*** Block opens ***

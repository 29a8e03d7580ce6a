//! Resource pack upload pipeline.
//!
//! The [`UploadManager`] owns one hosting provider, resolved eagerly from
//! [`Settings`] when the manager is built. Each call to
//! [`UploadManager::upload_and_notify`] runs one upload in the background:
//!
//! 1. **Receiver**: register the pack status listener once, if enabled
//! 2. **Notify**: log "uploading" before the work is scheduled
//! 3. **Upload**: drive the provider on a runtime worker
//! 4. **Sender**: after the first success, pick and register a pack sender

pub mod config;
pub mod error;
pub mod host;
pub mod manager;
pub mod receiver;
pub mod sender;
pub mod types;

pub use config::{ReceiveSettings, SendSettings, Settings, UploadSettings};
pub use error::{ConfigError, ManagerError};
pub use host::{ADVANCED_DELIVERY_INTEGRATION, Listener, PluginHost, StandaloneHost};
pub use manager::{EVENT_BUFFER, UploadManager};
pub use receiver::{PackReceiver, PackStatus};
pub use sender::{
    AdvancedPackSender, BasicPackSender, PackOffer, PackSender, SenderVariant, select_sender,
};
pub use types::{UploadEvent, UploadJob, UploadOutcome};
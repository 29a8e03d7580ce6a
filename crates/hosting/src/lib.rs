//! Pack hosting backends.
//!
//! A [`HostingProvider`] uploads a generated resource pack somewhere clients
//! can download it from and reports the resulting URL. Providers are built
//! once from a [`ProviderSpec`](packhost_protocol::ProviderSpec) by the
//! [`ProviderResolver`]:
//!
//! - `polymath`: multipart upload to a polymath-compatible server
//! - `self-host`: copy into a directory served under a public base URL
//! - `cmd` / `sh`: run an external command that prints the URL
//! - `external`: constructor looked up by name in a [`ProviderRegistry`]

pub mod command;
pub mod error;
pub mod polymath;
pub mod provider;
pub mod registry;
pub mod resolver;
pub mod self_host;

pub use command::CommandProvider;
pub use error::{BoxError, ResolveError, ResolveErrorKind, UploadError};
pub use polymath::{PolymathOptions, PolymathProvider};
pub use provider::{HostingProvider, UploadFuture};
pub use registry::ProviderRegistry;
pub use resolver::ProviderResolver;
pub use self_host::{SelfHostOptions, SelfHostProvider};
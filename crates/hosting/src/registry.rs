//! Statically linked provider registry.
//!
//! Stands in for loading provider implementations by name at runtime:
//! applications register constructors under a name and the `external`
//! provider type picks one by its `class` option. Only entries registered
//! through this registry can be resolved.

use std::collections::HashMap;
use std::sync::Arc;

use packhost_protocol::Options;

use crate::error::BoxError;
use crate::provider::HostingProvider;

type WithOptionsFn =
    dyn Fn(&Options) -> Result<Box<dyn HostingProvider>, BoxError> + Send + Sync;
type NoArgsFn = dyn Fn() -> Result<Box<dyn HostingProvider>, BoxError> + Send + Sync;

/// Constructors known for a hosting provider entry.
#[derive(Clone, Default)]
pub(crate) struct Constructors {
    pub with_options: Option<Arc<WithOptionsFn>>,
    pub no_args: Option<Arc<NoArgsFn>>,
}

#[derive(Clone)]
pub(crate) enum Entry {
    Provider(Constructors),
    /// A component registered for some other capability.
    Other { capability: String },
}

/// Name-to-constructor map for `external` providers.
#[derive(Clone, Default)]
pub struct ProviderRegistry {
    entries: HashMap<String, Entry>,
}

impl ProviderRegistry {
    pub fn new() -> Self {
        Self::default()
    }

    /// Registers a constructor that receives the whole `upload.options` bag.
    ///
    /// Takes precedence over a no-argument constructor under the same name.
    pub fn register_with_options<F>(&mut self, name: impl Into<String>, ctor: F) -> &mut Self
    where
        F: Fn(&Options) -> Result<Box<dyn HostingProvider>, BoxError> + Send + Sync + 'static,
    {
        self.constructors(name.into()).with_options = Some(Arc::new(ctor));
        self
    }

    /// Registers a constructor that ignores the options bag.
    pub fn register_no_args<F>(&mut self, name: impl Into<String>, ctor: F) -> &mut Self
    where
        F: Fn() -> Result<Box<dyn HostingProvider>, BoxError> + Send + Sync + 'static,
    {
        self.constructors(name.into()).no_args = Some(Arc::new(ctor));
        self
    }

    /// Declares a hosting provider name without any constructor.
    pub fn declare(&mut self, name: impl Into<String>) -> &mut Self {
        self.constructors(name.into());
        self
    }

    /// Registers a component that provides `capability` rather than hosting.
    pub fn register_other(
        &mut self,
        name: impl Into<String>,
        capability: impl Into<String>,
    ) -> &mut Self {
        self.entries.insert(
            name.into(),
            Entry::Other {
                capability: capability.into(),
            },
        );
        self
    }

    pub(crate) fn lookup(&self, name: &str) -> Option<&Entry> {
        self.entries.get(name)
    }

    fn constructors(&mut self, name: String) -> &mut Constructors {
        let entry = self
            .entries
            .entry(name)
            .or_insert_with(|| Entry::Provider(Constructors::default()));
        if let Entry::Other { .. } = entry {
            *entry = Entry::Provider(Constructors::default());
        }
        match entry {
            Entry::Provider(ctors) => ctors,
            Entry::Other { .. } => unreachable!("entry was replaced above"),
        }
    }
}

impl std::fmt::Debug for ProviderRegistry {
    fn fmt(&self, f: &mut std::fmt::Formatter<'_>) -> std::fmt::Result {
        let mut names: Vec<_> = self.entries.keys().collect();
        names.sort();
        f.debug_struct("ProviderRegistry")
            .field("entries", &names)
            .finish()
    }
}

*** Block closes ***

_Work required_:
In the data above, how many lines contain the string "Settings"? Answer with the number only.

_Response below_:
2